It was known, once upon a time, as Blunder Country.


Richlands, about 18km south-west of the Brisbane CBD, is a semi-rural enclave with views north to a distant Mt Coot-tha and its spikey television towers.


In the 19th century, an American bullock and braggart known as Bill the Blower hunkered down in a gully in this area with his two colleagues and, during a three-day bender, polished off a barrel of beet.


According to historian Sue Kaeys, Bill boasted he’d neved committed an error with his bullock teams. Tired and hungover, his mates left him in the gully, assuming he would follow, and headed into Brisbane. When they went back to look for him, they found him driving his team back to town – without his wagon. So Blunder Country it became.


In more recent times the region was home to vegetable gardens, honey makers and Italian farmers producing delicious table grapes. It is a classic fringe-of-the-city suburb.


But the pond-ripples of the modern metropolis have started to wash through it.


On Government Rd, for example, one side is standard suburbia with homes and drivesways.


On the other, a nod to old Richlands – gated acreage properties with horse floats.

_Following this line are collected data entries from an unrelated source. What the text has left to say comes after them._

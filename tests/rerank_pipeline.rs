//! End-to-end rerank pass over JSONL files.

use std::fs;

use docrank::record::ScoredRecord;
use docrank::rerank::Reranker;
use serde_json::json;
use tempfile::tempdir;

fn line(query: &str, rank: u32, title: &str, snippet: &str) -> String {
    json!({
        "query": query,
        "rank": rank,
        "title": title,
        "link": "",
        "snippet": snippet,
        "metatags_title": "",
        "subject": "",
        "creationdate": ""
    })
    .to_string()
}

fn read_output(path: &std::path::Path) -> Vec<ScoredRecord> {
    fs::read_to_string(path)
        .expect("output should exist")
        .lines()
        .map(|l| serde_json::from_str(l).expect("output line should parse"))
        .collect()
}

#[test]
fn test_rerank_file_end_to_end() {
    let dir = tempdir().unwrap();
    let input = dir.path().join("candidates.jsonl");
    let output = dir.path().join("reranked.jsonl");

    let query = "Brookline Bancorp Inc USA 2022 10-K/A";
    let content = [
        line(query, 1, "unrelated press release", "nothing relevant"),
        line(query, 2, "Brookline Bancorp Inc 10-K/A 2022", "Brookline Bancorp Inc USA filing"),
        line(query, 3, "Brookline Bancorp Inc", ""),
    ]
    .join("\n");
    fs::write(&input, content).unwrap();

    let reranker = Reranker::new();
    let summary = reranker.rerank_file(&input, &output, 500).expect("rerank should succeed");

    assert_eq!(summary.candidates_seen, 3);
    assert_eq!(summary.candidates_scored, 3);
    assert_eq!(summary.groups_emitted, 1);
    assert!(summary.skipped_queries.is_empty());

    let records = read_output(&output);
    assert_eq!(records.len(), 3);

    // Richest candidate first, empty one last.
    assert_eq!(records[0].candidate.rank, 2);
    assert_eq!(records[0].new_rank, 1);
    assert_eq!(records[2].candidate.rank, 1);
    assert_eq!(records[2].new_rank, 3);

    // Output is sorted by descending combined score.
    assert!(records[0].score > records[1].score);
    assert!(records[1].score > records[2].score);

    // Input fields survive untouched.
    assert_eq!(records[0].candidate.query, query);
    assert_eq!(records[0].candidate.title, "Brookline Bancorp Inc 10-K/A 2022");

    // Scoring fields are all present and consistent.
    for record in &records {
        assert_eq!(record.score, record.match_score + record.penalty_score);
    }
}

#[test]
fn test_rerank_file_multiple_queries_and_cutoff() {
    let dir = tempdir().unwrap();
    let input = dir.path().join("candidates.jsonl");
    let output = dir.path().join("reranked.jsonl");

    let acme = "Acme Corp USA 2021 10-K";
    let beta = "Beta Industries Germany 2020 annual report";
    let content = [
        line(acme, 1, "Acme Corp 10-K", ""),
        line(beta, 1, "Beta Industries annual report 2020", ""),
        line(acme, 2, "Acme Corp", ""),
        // Beyond the cutoff: never scored, never emitted.
        line(acme, 40, "Acme Corp 10-K 2021 USA", ""),
    ]
    .join("\n");
    fs::write(&input, content).unwrap();

    let reranker = Reranker::new();
    let summary = reranker.rerank_file(&input, &output, 30).unwrap();

    assert_eq!(summary.beyond_cutoff, 1);
    assert_eq!(summary.groups_emitted, 2);

    let records = read_output(&output);
    assert_eq!(records.len(), 3);

    // Query-encounter order: both acme records, then beta.
    assert_eq!(records[0].candidate.query, acme);
    assert_eq!(records[1].candidate.query, acme);
    assert_eq!(records[2].candidate.query, beta);

    // Each group re-ranked from 1.
    assert_eq!(records[0].new_rank, 1);
    assert_eq!(records[1].new_rank, 2);
    assert_eq!(records[2].new_rank, 1);
}

#[test]
fn test_rerank_file_skips_bad_query_group() {
    let dir = tempdir().unwrap();
    let input = dir.path().join("candidates.jsonl");
    let output = dir.path().join("reranked.jsonl");

    let content = [
        line("no year anywhere", 1, "a", ""),
        line("Acme Corp USA 2021 10-K", 1, "Acme Corp", ""),
        line("no year anywhere", 2, "b", ""),
    ]
    .join("\n");
    fs::write(&input, content).unwrap();

    let reranker = Reranker::new();
    let summary = reranker.rerank_file(&input, &output, 500).unwrap();

    assert_eq!(summary.skipped_queries.len(), 1);
    assert_eq!(summary.skipped_queries[0].query(), "no year anywhere");
    assert_eq!(summary.groups_emitted, 1);

    let records = read_output(&output);
    assert_eq!(records.len(), 1);
    assert_eq!(records[0].candidate.query, "Acme Corp USA 2021 10-K");
}

#[test]
fn test_rerank_is_deterministic() {
    let dir = tempdir().unwrap();
    let input = dir.path().join("candidates.jsonl");

    let query = "Acme Corp USA 2021 10-K";
    let content = [
        line(query, 1, "Acme Corp", "2021"),
        line(query, 2, "Acme Corp", "2021"),
        line(query, 3, "", "Acme Corp USA"),
    ]
    .join("\n");
    fs::write(&input, content).unwrap();

    let out_a = dir.path().join("a.jsonl");
    let out_b = dir.path().join("b.jsonl");

    let reranker = Reranker::new();
    reranker.rerank_file(&input, &out_a, 500).unwrap();
    reranker.rerank_file(&input, &out_b, 500).unwrap();

    assert_eq!(
        fs::read_to_string(&out_a).unwrap(),
        fs::read_to_string(&out_b).unwrap()
    );

    // Same query across both passes: decomposed once, served from cache after.
    assert_eq!(reranker.decomposer().cached_queries(), 1);
}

Nearby paddocks now jostle with new taverns and sports bars, childcare centres, fast-food outlet and streaming peak-hour traffic from neighbouring Forest Lakes.


Liz Cameron, a former resident of Government Rd, was checking the sweet potatoes, silver beets and Asian basil in her garden in February 2001 when she noticed a proliferation of ant nests. There were others near the chicken coop. When she and her children were bitten by these ants – the sting was acutely painful – the family took samples to the department of primary industries. 


The Camerons had unwittingly discovered the presence of the potentially deadly red imported fire ant – one of the world’s most invasive insects, believed to have hitched a ride to Australia from the southern US on a container ship. Their home was declared Infected Property One.


More than 12 years later, after millions of baiting treatments, reams of data collected, chemical nest injections, aerial surveillance and $270 million spent, the ants are still with us and their footprint continues to expand.


Has this resilient pest finally beaten us? Or has it been a case of bureaucratic bungling? Blunder Country, indeed.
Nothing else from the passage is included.